If Trump continues to praise Kim and criticize his behavior, will that necessarily lead Kim to start distancing himself from his position on maintaining a nuclear arsenal? Or will Kim interpret Trump’s praise as a signal that as long as he pretends to go along with denuclearization and allows Trump to score political points at home, he doesn’t need to follow through and actually take apart his nuclear arsenal?
This isn’t to say that I don’t think cognitive dissonance is “real.” I think it might very well be a powerful force that changes people’s minds. Instead, I am arguing that if we were to score psychological theories rigorously, the way that Tetlock and his colleagues did intelligence analysts, then we would need to define cognitive dissonance more carefully. We would need to do the equivalent of translating a general statement made by a political pundit into a specific prediction that needs to hold for the approach to work.
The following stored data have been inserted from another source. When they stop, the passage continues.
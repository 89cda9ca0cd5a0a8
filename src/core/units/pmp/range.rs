//! PMP Range Resolution.
//!
//! Converts one `(config, address)` entry into the concrete half-open
//! range `[base, limit)` it protects. All size arithmetic is done in 64
//! bits so that NAPOT runs of up to 32 trailing ones stay well defined;
//! the result is then narrowed back to the 32-bit address space under
//! the caller's [`OverflowPolicy`].

use crate::common::constants::NA4_SIZE;
use crate::common::PmpError;
use crate::core::arch::pmpcfg::{RegionConfig, RegionMode};
use serde::{Deserialize, Serialize};
use std::fmt;
use std::str::FromStr;

/// What to do when a region's exclusive limit does not fit in 32 bits.
#[derive(Clone, Copy, Debug, Default, PartialEq, Eq, Serialize, Deserialize)]
#[serde(rename_all = "lowercase")]
pub enum OverflowPolicy {
    /// Fail the evaluation with [`PmpError::RangeOverflow`].
    #[default]
    Error,
    /// Clamp the limit to `u32::MAX`.
    ///
    /// The limit stays exclusive, so a saturated NA4 or NAPOT region never
    /// covers `0xFFFF_FFFF`, even one encoding the whole address space.
    Saturate,
}

impl FromStr for OverflowPolicy {
    type Err = String;

    fn from_str(s: &str) -> Result<Self, Self::Err> {
        match s.to_ascii_lowercase().as_str() {
            "error" => Ok(OverflowPolicy::Error),
            "saturate" => Ok(OverflowPolicy::Saturate),
            _ => Err(format!("invalid overflow policy '{}' (expected error or saturate)", s)),
        }
    }
}

/// A resolved half-open address range `[base, limit)`.
#[derive(Clone, Copy, Debug, PartialEq, Eq, Serialize)]
pub struct RegionRange {
    pub base: u32,
    pub limit: u32,
}

impl RegionRange {
    pub const fn new(base: u32, limit: u32) -> Self {
        Self { base, limit }
    }

    /// Returns whether `addr` lies inside the range. `limit` is excluded.
    pub fn contains(&self, addr: u32) -> bool {
        self.base <= addr && addr < self.limit
    }

    /// Returns the number of bytes covered. Inverted TOR ranges are empty.
    pub fn size(&self) -> u32 {
        self.limit.saturating_sub(self.base)
    }

    pub fn is_empty(&self) -> bool {
        self.limit <= self.base
    }
}

impl fmt::Display for RegionRange {
    fn fmt(&self, f: &mut fmt::Formatter<'_>) -> fmt::Result {
        write!(f, "[{:#010x}, {:#010x})", self.base, self.limit)
    }
}

/// Resolves the range of table entry `index`.
///
/// `prev_addr` is the raw address field of entry `index - 1`. It is only
/// read for TOR, and is used whatever that entry's own mode is, including
/// `Off`. Entry 0 always has a TOR base of 0.
///
/// Returns `Ok(None)` for disabled entries.
pub fn resolve(
    index: usize,
    config: RegionConfig,
    addr: u32,
    prev_addr: Option<u32>,
    policy: OverflowPolicy,
) -> Result<Option<RegionRange>, PmpError> {
    let mode = config.mode();
    let (base, limit) = match mode {
        RegionMode::Off => return Ok(None),
        RegionMode::Tor => {
            let base = if index == 0 {
                0
            } else {
                prev_addr.unwrap_or(0)
            };
            return Ok(Some(RegionRange::new(base, addr)));
        }
        RegionMode::Na4 => na4_bounds(addr),
        RegionMode::Napot => napot_bounds(addr),
    };

    narrow(base, limit, policy)
        .map(Some)
        .ok_or(PmpError::RangeOverflow {
            index,
            mode,
            address: addr,
        })
}

/// Bounds of a four-byte region starting at `addr`, in 64 bits.
fn na4_bounds(addr: u32) -> (u64, u64) {
    let base = u64::from(addr);
    (base, base + NA4_SIZE)
}

/// Decodes NAPOT bounds from the trailing ones of `addr`, in 64 bits.
///
/// An address with bit 0 clear has no trailing one and denotes the same
/// range as NA4. Otherwise `n` trailing ones give a size of `2^(n + 2)`
/// bytes, aligned down from `addr`.
fn napot_bounds(addr: u32) -> (u64, u64) {
    if addr & 1 == 0 {
        return na4_bounds(addr);
    }

    let count = addr.trailing_ones();
    let size = 1u64 << (count + 2);
    let base = u64::from(addr) & !(size - 1);
    (base, base + size)
}

/// Narrows 64-bit bounds to the 32-bit address space.
///
/// `base` always fits, since it is never above the original address.
/// Returns `None` when `limit` overflows and the policy is `Error`.
fn narrow(base: u64, limit: u64, policy: OverflowPolicy) -> Option<RegionRange> {
    let base = base as u32;
    match u32::try_from(limit) {
        Ok(limit) => Some(RegionRange::new(base, limit)),
        Err(_) => match policy {
            OverflowPolicy::Error => None,
            OverflowPolicy::Saturate => Some(RegionRange::new(base, u32::MAX)),
        },
    }
}

#[cfg(test)]
mod tests {
    use super::*;

    fn napot(addr: u32) -> Option<RegionRange> {
        let cfg = RegionConfig::from_parts(RegionMode::Napot, true, false, false);
        resolve(0, cfg, addr, None, OverflowPolicy::Error).unwrap()
    }

    #[test]
    fn napot_size_doubles_per_trailing_one() {
        assert_eq!(napot(0x1001), Some(RegionRange::new(0x1000, 0x1008)));
        assert_eq!(napot(0x1003), Some(RegionRange::new(0x1000, 0x1010)));
        assert_eq!(napot(0x1007), Some(RegionRange::new(0x1000, 0x1020)));
    }

    #[test]
    fn napot_count_of_thirty_spans_entire_space_only_when_saturated() {
        let cfg = RegionConfig::from_parts(RegionMode::Napot, true, true, true);
        let err = resolve(3, cfg, 0x3FFF_FFFF, None, OverflowPolicy::Error).unwrap_err();
        assert_eq!(
            err,
            PmpError::RangeOverflow {
                index: 3,
                mode: RegionMode::Napot,
                address: 0x3FFF_FFFF,
            }
        );

        let sat = resolve(3, cfg, 0x3FFF_FFFF, None, OverflowPolicy::Saturate).unwrap();
        assert_eq!(sat, Some(RegionRange::new(0, u32::MAX)));
    }

    #[test]
    fn all_ones_address_does_not_panic() {
        let cfg = RegionConfig::from_parts(RegionMode::Napot, true, false, false);
        let sat = resolve(0, cfg, u32::MAX, None, OverflowPolicy::Saturate).unwrap();
        assert_eq!(sat, Some(RegionRange::new(0, u32::MAX)));
    }

    #[test]
    fn range_size_of_inverted_tor_is_zero() {
        let r = RegionRange::new(0x2000, 0x1000);
        assert!(r.is_empty());
        assert_eq!(r.size(), 0);
        assert!(!r.contains(0x1800));
    }
}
To really start to generate a more refined theory of cognitive dissonance, we would need to take experts in the theory and ask them to make predictions about where and when it will apply—and, ideally, how strongly the effect will change a person’s belief, idea, or value. The prediction need not be in an all-or-nothing form, it can be “20 percent of the time, this will occur, and it will be roughly equal to a 5 to 15-point bump on a 100-point opinion poll.” But to develop a theory that we can use to navigate the world around us—not just to create stories about what has already happened—we need to start making true predictions that have the possibility of exposing weaknesses. And possibly even embarrassing ourselves.
In other words, to find out how reliable and useful our theory is, psychologists need to regularly employ a new reform advocated for in the Credibility Revolution: preregistration. We need to make the gutsy decision to write down exactly what we think will happen before any data is collected or analysis is performed, risking embarrassment so that we can really know what works.